Extracted records =>
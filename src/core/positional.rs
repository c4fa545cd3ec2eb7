//! Fixed-position leading path slots.
//!
//! Slots occupy the first segments of the path in declared order. An empty
//! slot followed by an occupied one is written as its placeholder, so the
//! decoder can always assign segments to slots by position. Empty trailing
//! slots are omitted.

use tracing::trace;

use crate::config::{Configuration, PositionalSlot};
use crate::core::prefix::recognise;
use crate::core::token::PathToken;
use crate::types::FilterMap;

/// Take the slot entries out of `path_args` and turn them into tokens in
/// slot order, inserting placeholders where needed.
pub fn encode_slots(config: &Configuration, path_args: &mut FilterMap) -> Vec<PathToken> {
    let mut tokens = Vec::new();
    let mut need_placeholder = false;

    for (slot_index, slot) in config.slots().enumerate().rev() {
        match path_args.remove(&slot.key) {
            Some(value) => {
                need_placeholder = true;
                tokens.push(PathToken::Positional {
                    slot_index,
                    values: value.into_vec(),
                });
            }
            None if need_placeholder => tokens.push(PathToken::Placeholder { slot_index }),
            None => {}
        }
    }

    tokens.reverse();
    tokens
}

/// Consume the leading positional segments.
///
/// Segments are read left to right until the first one that is recognised
/// as a prefixed token, or until every slot has been filled. Returns the
/// tokens and the number of segments consumed.
pub fn decode_slots(config: &Configuration, segments: &[&str]) -> (Vec<PathToken>, usize) {
    let used = segments
        .iter()
        .take(config.slot_count())
        .take_while(|segment| recognise(config, segment).is_none())
        .count();

    let tokens = config
        .slots()
        .zip(&segments[..used])
        .enumerate()
        .map(|(slot_index, (slot, segment))| decode_slot(slot, slot_index, segment))
        .collect();

    (tokens, used)
}

fn decode_slot(slot: &PositionalSlot, slot_index: usize, segment: &str) -> PathToken {
    if segment == slot.placeholder {
        trace!(slot = %slot.key, "placeholder segment");
        return PathToken::Placeholder { slot_index };
    }

    let prefix = slot.value_prefix();
    let values = segment
        .split(slot.multi_value_separator.as_str())
        .map(|part| match prefix.as_deref() {
            Some(prefix) => part.strip_prefix(prefix).unwrap_or(part),
            None => part,
        })
        .map(str::to_string)
        .collect();

    PathToken::Positional { slot_index, values }
}
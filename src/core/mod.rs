//! Core filter URL encoding and decoding.
//!
//! This module contains the codec itself:
//! - Encoding filter maps into a canonical path and query arguments
//! - Decoding paths and query arguments back into filter maps
//! - The positional and prefixed path schemes
//! - Key translation, list coercion and default elision

pub mod decoder;
pub mod encoder;
pub mod keys;
pub mod normalizer;
pub mod positional;
pub mod prefix;
pub mod token;

// Re-export main functionality
pub use decoder::{decode_url_params, parse_path};
pub use encoder::encode_filters;
pub use keys::{translate_to_filter, translate_to_url};
pub use normalizer::{coerce_lists, remove_defaults};
pub use token::PathToken;
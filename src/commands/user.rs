//! Commands for the logged-in user and manager entries

use super::common::print_json;
use crate::{EntryId, FplClient, Result};

pub async fn handle_me(client: &FplClient, json: bool) -> Result<()> {
    if json {
        return print_json(&client.get_user_json().await?);
    }

    let me = client.get_user().await?;
    println!(
        "{} {} (player {})",
        me.player.first_name, me.player.last_name, me.player.id
    );
    match me.player.entry {
        Some(entry) => println!("Entry: {entry}"),
        None => println!("No entry registered this season"),
    }
    Ok(())
}

pub async fn handle_entry(client: &FplClient, id: EntryId, json: bool) -> Result<()> {
    if json {
        return print_json(&client.get_entry_json(id).await?);
    }

    let entry = client.get_entry(id).await?;
    println!(
        "{} - {} {}",
        entry.name, entry.player_first_name, entry.player_last_name
    );
    println!(
        "Overall: {} pts, rank {}",
        entry.summary_overall_points,
        entry
            .summary_overall_rank
            .map(|r| r.to_string())
            .unwrap_or_else(|| "-".to_string())
    );
    for league in &entry.leagues.classic {
        println!("  {:<30} rank {}", league.name, league.entry_rank);
    }
    Ok(())
}
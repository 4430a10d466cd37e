//! Player and player-summary commands

use super::common::{format_price, print_json};
use crate::{
    fpl::types::{ElementSummary, Player},
    FplClient, PlayerId, Result,
};

pub fn format_player_line(player: &Player) -> String {
    let mut line = format!(
        "{:>4}  {:<20} team {:>2}  {}  {} pts  {}% selected",
        player.id.as_u32(),
        player.web_name,
        player.team.as_u32(),
        format_price(player.now_cost),
        player.total_points,
        player.selected_by_percent,
    );
    if let Some(news) = player.news.as_deref().filter(|n| !n.is_empty()) {
        line.push_str(&format!("  [{news}]"));
    }
    line
}

pub fn format_summary_line(id: PlayerId, summary: &ElementSummary) -> String {
    let next = summary
        .next_fixture()
        .map(|f| {
            let venue = if f.is_home { "H" } else { "A" };
            let opponent = if f.is_home { f.team_a } else { f.team_h };
            format!("next: team {opponent} ({venue}), difficulty {}", f.difficulty)
        })
        .unwrap_or_else(|| "no upcoming fixtures".to_string());

    format!(
        "{:>4}  {} gameweeks, {} minutes, {} past seasons; {}",
        id.as_u32(),
        summary.history.len(),
        summary.season_minutes(),
        summary.history_past.len(),
        next
    )
}

pub async fn handle_player(client: &FplClient, id: PlayerId, json: bool) -> Result<()> {
    let player = client.get_player(id).await?;

    if json {
        return print_json(&player);
    }
    println!("{}", format_player_line(&player));
    Ok(())
}

pub async fn handle_summaries(client: &FplClient, ids: &[PlayerId], json: bool) -> Result<()> {
    let summaries = client.get_player_summaries(ids).await?;

    if json {
        return print_json(&summaries);
    }
    for (id, summary) in ids.iter().zip(&summaries) {
        println!("{}", format_summary_line(*id, summary));
    }
    Ok(())
}
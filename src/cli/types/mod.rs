//! Type-safe wrappers for Fantasy Premier League identifiers.

pub mod ids;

Brief =>
Write the entries out a second time. Match them exactly.

Response =>
filename src/core/positional.rs
repository c4fa545cd3ec2eb7
//! Fixed-position leading path slots.
//!
//! Slots occupy the first segments of the path in declared order. An empty
//! slot followed by an occupied one is written as its placeholder, so the
//! decoder can always assign segments to slots by position. Empty trailing
//! slots are omitted.

use tracing::trace;

use crate::config::{Configuration, PositionalSlot};
use crate::core::prefix::recognise;
use crate::core::token::PathToken;
use crate::types::FilterMap;

/// Take the slot entries out of `path_args` and turn them into tokens in
/// slot order, inserting placeholders where needed.
pub fn encode_slots(config: &Configuration, path_args: &mut FilterMap) -> Vec<PathToken> {
    let mut tokens = Vec::new();
    let mut need_placeholder = false;

    for (slot_index, slot) in config.slots().enumerate().rev() {
        match path_args.remove(&slot.key) {
            Some(value) => {
                need_placeholder = true;
                tokens.push(PathToken::Positional {
                    slot_index,
                    values: value.into_vec(),
                });
            }
            None if need_placeholder => tokens.push(PathToken::Placeholder { slot_index }),
            None => {}
        }
    }

    tokens.reverse();
    tokens
}

/// Consume the leading positional segments.
///
/// Segments are read left to right until the first one that is recognised
/// as a prefixed token, or until every slot has been filled. Returns the
/// tokens and the number of segments consumed.
pub fn decode_slots(config: &Configuration, segments: &[&str]) -> (Vec<PathToken>, usize) {
    let used = segments
        .iter()
        .take(config.slot_count())
        .take_while(|segment| recognise(config, segment).is_none())
        .count();

    let tokens = config
        .slots()
        .zip(&segments[..used])
        .enumerate()
        .map(|(slot_index, (slot, segment))| decode_slot(slot, slot_index, segment))
        .collect();

    (tokens, used)
}

fn decode_slot(slot: &PositionalSlot, slot_index: usize, segment: &str) -> PathToken {
    if segment == slot.placeholder {
        trace!(slot = %slot.key, "placeholder segment");
        return PathToken::Placeholder { slot_index };
    }

    let prefix = slot.value_prefix();
    let values = segment
        .split(slot.multi_value_separator.as_str())
        .map(|part| match prefix.as_deref() {
            Some(prefix) => part.strip_prefix(prefix).unwrap_or(part),
            None => part,
        })
        .map(str::to_string)
        .collect();

    PathToken::Positional { slot_index, values }
}
filename src/core/mod.rs
//! Core filter URL encoding and decoding.
//!
//! This module contains the codec itself:
//! - Encoding filter maps into a canonical path and query arguments
//! - Decoding paths and query arguments back into filter maps
//! - The positional and prefixed path schemes
//! - Key translation, list coercion and default elision

pub mod decoder;
pub mod encoder;
pub mod keys;
pub mod normalizer;
pub mod positional;
pub mod prefix;
pub mod token;

// Re-export main functionality
pub use decoder::{decode_url_params, parse_path};
pub use encoder::encode_filters;
pub use keys::{translate_to_filter, translate_to_url};
pub use normalizer::{coerce_lists, remove_defaults};
pub use token::PathToken;
filename src/commands/user.rs
//! Commands for the logged-in user and manager entries

use super::common::print_json;
use crate::{EntryId, FplClient, Result};

pub async fn handle_me(client: &FplClient, json: bool) -> Result<()> {
    if json {
        return print_json(&client.get_user_json().await?);
    }

    let me = client.get_user().await?;
    println!(
        "{} {} (player {})",
        me.player.first_name, me.player.last_name, me.player.id
    );
    match me.player.entry {
        Some(entry) => println!("Entry: {entry}"),
        None => println!("No entry registered this season"),
    }
    Ok(())
}

pub async fn handle_entry(client: &FplClient, id: EntryId, json: bool) -> Result<()> {
    if json {
        return print_json(&client.get_entry_json(id).await?);
    }

    let entry = client.get_entry(id).await?;
    println!(
        "{} - {} {}",
        entry.name, entry.player_first_name, entry.player_last_name
    );
    println!(
        "Overall: {} pts, rank {}",
        entry.summary_overall_points,
        entry
            .summary_overall_rank
            .map(|r| r.to_string())
            .unwrap_or_else(|| "-".to_string())
    );
    for league in &entry.leagues.classic {
        println!("  {:<30} rank {}", league.name, league.entry_rank);
    }
    Ok(())
}
repository 4430a10d466cd37e
//! Player and player-summary commands

use super::common::{format_price, print_json};
use crate::{
    fpl::types::{ElementSummary, Player},
    FplClient, PlayerId, Result,
};

pub fn format_player_line(player: &Player) -> String {
    let mut line = format!(
        "{:>4}  {:<20} team {:>2}  {}  {} pts  {}% selected",
        player.id.as_u32(),
        player.web_name,
        player.team.as_u32(),
        format_price(player.now_cost),
        player.total_points,
        player.selected_by_percent,
    );
    if let Some(news) = player.news.as_deref().filter(|n| !n.is_empty()) {
        line.push_str(&format!("  [{news}]"));
    }
    line
}

pub fn format_summary_line(id: PlayerId, summary: &ElementSummary) -> String {
    let next = summary
        .next_fixture()
        .map(|f| {
            let venue = if f.is_home { "H" } else { "A" };
            let opponent = if f.is_home { f.team_a } else { f.team_h };
            format!("next: team {opponent} ({venue}), difficulty {}", f.difficulty)
        })
        .unwrap_or_else(|| "no upcoming fixtures".to_string());

    format!(
        "{:>4}  {} gameweeks, {} minutes, {} past seasons; {}",
        id.as_u32(),
        summary.history.len(),
        summary.season_minutes(),
        summary.history_past.len(),
        next
    )
}

pub async fn handle_player(client: &FplClient, id: PlayerId, json: bool) -> Result<()> {
    let player = client.get_player(id).await?;

    if json {
        return print_json(&player);
    }
    println!("{}", format_player_line(&player));
    Ok(())
}

pub async fn handle_summaries(client: &FplClient, ids: &[PlayerId], json: bool) -> Result<()> {
    let summaries = client.get_player_summaries(ids).await?;

    if json {
        return print_json(&summaries);
    }
    for (id, summary) in ids.iter().zip(&summaries) {
        println!("{}", format_summary_line(*id, summary));
    }
    Ok(())
}
filename src/cli/types/mod.rs
//! Type-safe wrappers for Fantasy Premier League identifiers.

pub mod ids;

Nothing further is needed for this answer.